- [EXERCISE REQUIREMENTS]:
Print each entry below precisely as shown.
START INFORMATION SUPPLIED
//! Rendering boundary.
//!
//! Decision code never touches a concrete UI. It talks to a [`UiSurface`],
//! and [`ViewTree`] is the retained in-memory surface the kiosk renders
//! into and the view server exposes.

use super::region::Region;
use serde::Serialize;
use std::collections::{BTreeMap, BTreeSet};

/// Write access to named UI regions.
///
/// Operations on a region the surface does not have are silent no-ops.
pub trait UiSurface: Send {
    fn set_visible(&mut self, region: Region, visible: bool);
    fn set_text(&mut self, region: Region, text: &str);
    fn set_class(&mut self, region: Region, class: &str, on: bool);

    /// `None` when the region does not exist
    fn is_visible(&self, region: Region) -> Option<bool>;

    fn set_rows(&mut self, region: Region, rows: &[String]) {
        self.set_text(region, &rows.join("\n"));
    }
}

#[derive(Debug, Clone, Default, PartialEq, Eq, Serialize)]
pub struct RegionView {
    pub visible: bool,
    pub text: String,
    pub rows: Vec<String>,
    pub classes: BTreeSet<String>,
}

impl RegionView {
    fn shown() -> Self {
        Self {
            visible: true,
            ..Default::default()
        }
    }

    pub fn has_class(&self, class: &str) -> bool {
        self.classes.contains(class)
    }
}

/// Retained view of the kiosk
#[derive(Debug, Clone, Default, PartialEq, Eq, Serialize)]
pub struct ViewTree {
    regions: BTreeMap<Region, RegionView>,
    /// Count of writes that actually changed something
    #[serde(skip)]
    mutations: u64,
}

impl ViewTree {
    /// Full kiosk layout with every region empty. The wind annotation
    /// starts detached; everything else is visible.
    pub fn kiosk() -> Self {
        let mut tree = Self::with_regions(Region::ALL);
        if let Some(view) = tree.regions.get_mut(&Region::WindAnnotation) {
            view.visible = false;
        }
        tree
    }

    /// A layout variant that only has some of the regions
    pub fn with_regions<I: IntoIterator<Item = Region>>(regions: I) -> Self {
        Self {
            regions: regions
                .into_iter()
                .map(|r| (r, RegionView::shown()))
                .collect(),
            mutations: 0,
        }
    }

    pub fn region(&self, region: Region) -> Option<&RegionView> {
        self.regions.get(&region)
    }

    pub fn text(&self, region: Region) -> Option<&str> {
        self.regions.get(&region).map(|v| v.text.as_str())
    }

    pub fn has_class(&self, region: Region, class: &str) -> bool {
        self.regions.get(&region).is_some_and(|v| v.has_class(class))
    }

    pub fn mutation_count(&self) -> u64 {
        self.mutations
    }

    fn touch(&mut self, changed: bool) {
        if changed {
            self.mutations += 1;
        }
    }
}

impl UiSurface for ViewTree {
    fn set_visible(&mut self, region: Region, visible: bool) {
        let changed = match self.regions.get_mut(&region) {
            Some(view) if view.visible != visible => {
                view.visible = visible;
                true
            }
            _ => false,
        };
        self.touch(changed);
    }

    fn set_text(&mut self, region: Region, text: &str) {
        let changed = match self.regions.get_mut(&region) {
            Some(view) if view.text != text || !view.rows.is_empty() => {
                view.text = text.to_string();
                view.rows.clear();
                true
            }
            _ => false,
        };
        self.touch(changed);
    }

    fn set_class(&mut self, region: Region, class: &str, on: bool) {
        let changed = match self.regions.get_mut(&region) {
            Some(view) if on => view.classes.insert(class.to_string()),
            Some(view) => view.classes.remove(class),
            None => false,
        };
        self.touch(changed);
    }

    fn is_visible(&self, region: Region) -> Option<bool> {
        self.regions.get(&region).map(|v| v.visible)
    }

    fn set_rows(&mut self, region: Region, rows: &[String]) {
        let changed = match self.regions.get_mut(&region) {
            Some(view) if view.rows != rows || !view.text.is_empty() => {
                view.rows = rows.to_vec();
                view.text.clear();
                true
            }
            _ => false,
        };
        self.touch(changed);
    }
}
END INFORMATION SUPPLIED
- [REPLY]:
//! Rendering boundary.
//!
//! Decision code never touches a concrete UI. It talks to a [`UiSurface`],
//! and [`ViewTree`] is the retained in-memory surface the kiosk renders
//! into and the view server exposes.

use super::region::Region;
use serde::Serialize;
use std::collections::{BTreeMap, BTreeSet};

/// Write access to named UI regions.
///
/// Operations on a region the surface does not have are silent no-ops.
pub trait UiSurface: Send {
    fn set_visible(&mut self, region: Region, visible: bool);
    fn set_text(&mut self, region: Region, text: &str);
    fn set_class(&mut self, region: Region, class: &str, on: bool);

    /// `None` when the region does not exist
    fn is_visible(&self, region: Region) -> Option<bool>;

    fn set_rows(&mut self, region: Region, rows: &[String]) {
        self.set_text(region, &rows.join("\n"));
    }
}

#[derive(Debug, Clone, Default, PartialEq, Eq, Serialize)]
pub struct RegionView {
    pub visible: bool,
    pub text: String,
    pub rows: Vec<String>,
    pub classes: BTreeSet<String>,
}

impl RegionView {
    fn shown() -> Self {
        Self {
            visible: true,
            ..Default::default()
        }
    }

    pub fn has_class(&self, class: &str) -> bool {
        self.classes.contains(class)
    }
}

/// Retained view of the kiosk
#[derive(Debug, Clone, Default, PartialEq, Eq, Serialize)]
pub struct ViewTree {
    regions: BTreeMap<Region, RegionView>,
    /// Count of writes that actually changed something
    #[serde(skip)]
    mutations: u64,
}

impl ViewTree {
    /// Full kiosk layout with every region empty. The wind annotation
    /// starts detached; everything else is visible.
    pub fn kiosk() -> Self {
        let mut tree = Self::with_regions(Region::ALL);
        if let Some(view) = tree.regions.get_mut(&Region::WindAnnotation) {
            view.visible = false;
        }
        tree
    }

    /// A layout variant that only has some of the regions
    pub fn with_regions<I: IntoIterator<Item = Region>>(regions: I) -> Self {
        Self {
            regions: regions
                .into_iter()
                .map(|r| (r, RegionView::shown()))
                .collect(),
            mutations: 0,
        }
    }

    pub fn region(&self, region: Region) -> Option<&RegionView> {
        self.regions.get(&region)
    }

    pub fn text(&self, region: Region) -> Option<&str> {
        self.regions.get(&region).map(|v| v.text.as_str())
    }

    pub fn has_class(&self, region: Region, class: &str) -> bool {
        self.regions.get(&region).is_some_and(|v| v.has_class(class))
    }

    pub fn mutation_count(&self) -> u64 {
        self.mutations
    }

    fn touch(&mut self, changed: bool) {
        if changed {
            self.mutations += 1;
        }
    }
}

impl UiSurface for ViewTree {
    fn set_visible(&mut self, region: Region, visible: bool) {
        let changed = match self.regions.get_mut(&region) {
            Some(view) if view.visible != visible => {
                view.visible = visible;
                true
            }
            _ => false,
        };
        self.touch(changed);
    }

    fn set_text(&mut self, region: Region, text: &str) {
        let changed = match self.regions.get_mut(&region) {
            Some(view) if view.text != text || !view.rows.is_empty() => {
                view.text = text.to_string();
                view.rows.clear();
                true
            }
            _ => false,
        };
        self.touch(changed);
    }

    fn set_class(&mut self, region: Region, class: &str, on: bool) {
        let changed = match self.regions.get_mut(&region) {
            Some(view) if on => view.classes.insert(class.to_string()),
            Some(view) => view.classes.remove(class),
            None => false,
        };
        self.touch(changed);
    }

    fn is_visible(&self, region: Region) -> Option<bool> {
        self.regions.get(&region).map(|v| v.visible)
    }

    fn set_rows(&mut self, region: Region, rows: &[String]) {
        let changed = match self.regions.get_mut(&region) {
            Some(view) if view.rows != rows || !view.text.is_empty() => {
                view.rows = rows.to_vec();
                view.text.clear();
                true
            }
            _ => false,
        };
        self.touch(changed);
    }
}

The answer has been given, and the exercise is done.